Question

I have been playing around with Idiorm and I couldn't make it get all of the records from the database for today and yesterday. So, the MySQL queries are:

SELECT * FROM `video` WHERE DATE(`time_stamp`) = CURDATE()    # today
SELECT * FROM `video` WHERE DATE(`time_stamp`) = CURDATE() -1 # yesterday

If I understand correctly, it cannot be exactly reproduced for Idiorm, right? I also have tried the following option, which strangely did not work (returns empty array):

$today = ORM::for_table('video')->
        where_lt('time_stamp', 'CURDATE()')->
        where_gte('time_stamp', 'CURDATE()-1')->find_many();

Can you please correct me on how it should be done?

Was it helpful?

Solution

It's best for MySQL performance to avoid stuff that uses functions on column values.
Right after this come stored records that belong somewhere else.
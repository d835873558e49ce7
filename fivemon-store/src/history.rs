//! Bounded player-count history.

use std::collections::VecDeque;
use std::fmt;
use std::str::FromStr;

use chrono::{DateTime, TimeDelta, Utc};
use serde::Serialize;

use crate::error::StoreError;
use crate::models::HistorySample;

/// 30 days of samples at one per 30 seconds.
pub const MAX_POINTS: usize = 86_400;
pub const RETENTION_DAYS: i64 = 30;

/// Lookback window of a history query.
#[derive(Debug, Clone, Copy, PartialEq, Eq, Default, Serialize)]
pub enum Period {
    #[default]
    #[serde(rename = "24h")]
    Day,
    #[serde(rename = "7d")]
    Week,
    #[serde(rename = "30d")]
    Month,
}

impl Period {
    pub fn lookback(self) -> TimeDelta {
        match self {
            Period::Day => TimeDelta::hours(24),
            Period::Week => TimeDelta::days(7),
            Period::Month => TimeDelta::days(30),
        }
    }

    /// Spacing and count of placeholder points when there is no real data.
    fn synthetic_layout(self) -> (TimeDelta, i32) {
        match self {
            Period::Day => (TimeDelta::hours(1), 24),
            Period::Week => (TimeDelta::days(1), 7),
            Period::Month => (TimeDelta::days(1), 30),
        }
    }

    pub fn as_str(self) -> &'static str {
        match self {
            Period::Day => "24h",
            Period::Week => "7d",
            Period::Month => "30d",
        }
    }
}

impl FromStr for Period {
    type Err = StoreError;

    fn from_str(s: &str) -> Result<Self, Self::Err> {
        match s {
            "24h" => Ok(Period::Day),
            "7d" => Ok(Period::Week),
            "30d" => Ok(Period::Month),
            other => Err(StoreError::UnknownPeriod(other.to_string())),
        }
    }
}

impl fmt::Display for Period {
    fn fmt(&self, f: &mut fmt::Formatter<'_>) -> fmt::Result {
        f.write_str(self.as_str())
    }
}

/// Samples returned by a history query, tagged by origin.
#[derive(Debug, Clone, PartialEq)]
pub enum HistorySeries {
    /// Recorded samples inside the window
    Real(Vec<HistorySample>),
    /// Placeholder points carrying the live count, generated when the window is empty
    Synthetic(Vec<HistorySample>),
}

impl HistorySeries {
    pub fn is_real(&self) -> bool {
        matches!(self, HistorySeries::Real(_))
    }

    pub fn samples(&self) -> &[HistorySample] {
        match self {
            HistorySeries::Real(samples) | HistorySeries::Synthetic(samples) => samples,
        }
    }

    pub fn into_samples(self) -> Vec<HistorySample> {
        match self {
            HistorySeries::Real(samples) | HistorySeries::Synthetic(samples) => samples,
        }
    }
}

/// Append-only time series, oldest first.
///
/// Every append prunes samples older than the retention window (relative to
/// the new sample), then trims the oldest samples down to `max_points`.
#[derive(Debug)]
pub struct HistoryStore {
    samples: VecDeque<HistorySample>,
    retention: TimeDelta,
    max_points: usize,
}

impl HistoryStore {
    pub fn new() -> Self {
        Self::with_limits(TimeDelta::days(RETENTION_DAYS), MAX_POINTS)
    }

    pub fn with_limits(retention: TimeDelta, max_points: usize) -> Self {
        Self {
            samples: VecDeque::new(),
            retention,
            max_points,
        }
    }

    pub fn append(&mut self, sample: HistorySample) {
        let horizon = sample.timestamp - self.retention;
        self.samples.push_back(sample);

        while self
            .samples
            .front()
            .is_some_and(|oldest| oldest.timestamp < horizon)
        {
            self.samples.pop_front();
        }

        if self.samples.len() > self.max_points {
            let excess = self.samples.len() - self.max_points;
            self.samples.drain(..excess);
        }
    }

    /// Samples with `timestamp >= now - period`, or a synthetic series at
    /// `live_count` when there are none.
    pub fn query(&self, period: Period, now: DateTime<Utc>, live_count: usize) -> HistorySeries {
        let cutoff = now - period.lookback();
        let start = self.samples.partition_point(|sample| sample.timestamp < cutoff);
        let samples: Vec<HistorySample> = self.samples.range(start..).copied().collect();

        if samples.is_empty() {
            HistorySeries::Synthetic(synthetic_series(period, now, live_count))
        } else {
            HistorySeries::Real(samples)
        }
    }

    /// The last `n` samples, oldest first.
    pub fn recent(&self, n: usize) -> Vec<HistorySample> {
        let skip = self.samples.len().saturating_sub(n);
        self.samples.iter().skip(skip).copied().collect()
    }

    pub fn len(&self) -> usize {
        self.samples.len()
    }

    pub fn is_empty(&self) -> bool {
        self.samples.is_empty()
    }

    pub fn oldest(&self) -> Option<&HistorySample> {
        self.samples.front()
    }
}

impl Default for HistoryStore {
    fn default() -> Self {
        Self::new()
    }
}

fn synthetic_series(period: Period, now: DateTime<Utc>, live_count: usize) -> Vec<HistorySample> {
    let (step, points) = period.synthetic_layout();
    (0..points)
        .rev()
        .map(|i| HistorySample::new(now - step * i, live_count))
        .collect()
}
For example,

WHERE DATE(time_stamp) = CURDATE()   /* slow! */

completely defeats the use of an index to look up records by time_stamp. It causes a full-table scan, which works correctly but slowly. What you want is an SQL expression that will generate an index range scan. This does that, for all time_stamp values since midnight of today's date.

WHERE time_stamp >= CURDATE()

If you want to find all the time_stamp values from yesterday, you need this SQL statement

WHERE time_stamp >= CURDATE() - INTERVAL 1 DAY
  AND time_stamp <  CURDATE()

That is, you want all the time stamps in the range [yesterday midnight, today midnight), which range excludes today midnight.

I think your Idiorm code has the CURDATE() - INTERVAL 1 DAY expression wrong. CURDATE() - 1 works in Oracle, but not in MySQL.